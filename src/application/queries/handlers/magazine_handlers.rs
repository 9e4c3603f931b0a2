//! Magazine Query Handlers

use std::sync::Arc;

use serde::Serialize;
use uuid::Uuid;

use super::AuthorSummary;
use crate::application::error::ApplicationError;
use crate::application::queries::{GetMagazine, ListMagazines};
use crate::domain::magazine::MagazineId;
use crate::domain::MagazineView;
use crate::infrastructure::InMemoryCatalog;

// ============================================================================
// Response DTOs
// ============================================================================

/// 杂志详情响应
#[derive(Debug, Clone, Serialize)]
pub struct MagazineResponse {
    pub id: Uuid,
    pub name: String,
    pub category: String,
    pub article_titles: Vec<String>,
    pub contributors: Vec<AuthorSummary>,
    pub prolific_contributors: Vec<AuthorSummary>,
    pub created_at: String,
    pub updated_at: String,
}

impl From<MagazineView<'_>> for MagazineResponse {
    fn from(view: MagazineView<'_>) -> Self {
        let entity = view.entity();
        Self {
            id: *view.id().as_uuid(),
            name: view.name().to_string(),
            category: view.category().to_string(),
            article_titles: view.article_titles().into_iter().map(String::from).collect(),
            contributors: view
                .contributors()
                .into_iter()
                .map(AuthorSummary::from)
                .collect(),
            prolific_contributors: view
                .prolific_contributors()
                .into_iter()
                .map(AuthorSummary::from)
                .collect(),
            created_at: entity.created_at().to_rfc3339(),
            updated_at: entity.updated_at().to_rfc3339(),
        }
    }
}

// ============================================================================
// Handlers
// ============================================================================

/// GetMagazine Handler
pub struct GetMagazineHandler {
    catalog: Arc<InMemoryCatalog>,
}

impl GetMagazineHandler {
    pub fn new(catalog: Arc<InMemoryCatalog>) -> Self {
        Self { catalog }
    }

    pub fn handle(&self, query: GetMagazine) -> Result<MagazineResponse, ApplicationError> {
        let magazine_id = MagazineId::from_uuid(query.magazine_id);
        self.catalog
            .read(|catalog| catalog.magazine(&magazine_id).map(MagazineResponse::from))
            .ok_or_else(|| ApplicationError::not_found("Magazine", query.magazine_id))
    }
}

/// ListMagazines Handler
pub struct ListMagazinesHandler {
    catalog: Arc<InMemoryCatalog>,
}

impl ListMagazinesHandler {
    pub fn new(catalog: Arc<InMemoryCatalog>) -> Self {
        Self { catalog }
    }

    pub fn handle(
        &self,
        _query: ListMagazines,
    ) -> Result<Vec<MagazineResponse>, ApplicationError> {
        let mut magazines: Vec<MagazineResponse> = self
            .catalog
            .read(|catalog| catalog.magazines().map(MagazineResponse::from).collect());
        magazines.sort_by(|a, b| a.name.cmp(&b.name));
        Ok(magazines)
    }
}
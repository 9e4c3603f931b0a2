//! Infrastructure Layer - 基础设施层
//!
//! 提供 Catalog 的共享内存存储

pub mod memory;

pub use memory::InMemoryCatalog;
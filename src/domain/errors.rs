//! Domain Errors
//!
//! 三个实体共享的错误类型

use std::fmt;

use thiserror::Error;
use uuid::Uuid;

/// 实体种类
#[derive(Debug, Clone, Copy, PartialEq, Eq, Hash)]
pub enum EntityKind {
    Author,
    Magazine,
    Article,
}

impl EntityKind {
    pub fn as_str(&self) -> &'static str {
        match self {
            Self::Author => "Author",
            Self::Magazine => "Magazine",
            Self::Article => "Article",
        }
    }
}

impl fmt::Display for EntityKind {
    fn fmt(&self, f: &mut fmt::Formatter<'_>) -> fmt::Result {
        f.write_str(self.as_str())
    }
}

#[derive(Debug, Clone, PartialEq, Eq, Error)]
pub enum DomainError {
    /// 字段值不满足类型/长度/非空规则，写入未生效
    #[error("无效的 {field}: {reason}")]
    Validation { field: &'static str, reason: String },

    /// 创建后不可修改的字段
    #[error("{entity}.{field} 创建后不可修改")]
    ImmutableField {
        entity: EntityKind,
        field: &'static str,
    },

    #[error("类型不匹配: 期望 {expected}, 实际为 {found}")]
    TypeMismatch {
        expected: EntityKind,
        found: EntityKind,
    },

    #[error("{kind} 不存在: {id}")]
    NotFound { kind: EntityKind, id: Uuid },

    #[error("{kind} 已存在: {id}")]
    AlreadyExists { kind: EntityKind, id: Uuid },

    /// 实体携带的文章不在同一个 Catalog 中
    #[error("{kind} {id} 携带 {count} 篇未登记的文章")]
    UnregisteredArticles {
        kind: EntityKind,
        id: Uuid,
        count: usize,
    },
}

impl DomainError {
    pub fn validation(field: &'static str, reason: impl Into<String>) -> Self {
        Self::Validation {
            field,
            reason: reason.into(),
        }
    }

    pub fn immutable(entity: EntityKind, field: &'static str) -> Self {
        Self::ImmutableField { entity, field }
    }

    pub fn is_validation(&self) -> bool {
        matches!(self, Self::Validation { .. })
    }

    pub fn is_immutable_field(&self) -> bool {
        matches!(self, Self::ImmutableField { .. })
    }

    pub fn is_type_mismatch(&self) -> bool {
        matches!(self, Self::TypeMismatch { .. })
    }

    pub fn is_already_exists(&self) -> bool {
        matches!(self, Self::AlreadyExists { .. })
    }
}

→ **Activity**: Go through the listing above and copy each line where the string "enum" appears.

→ **Task result**:
pub enum EntityKind {
pub enum DomainError {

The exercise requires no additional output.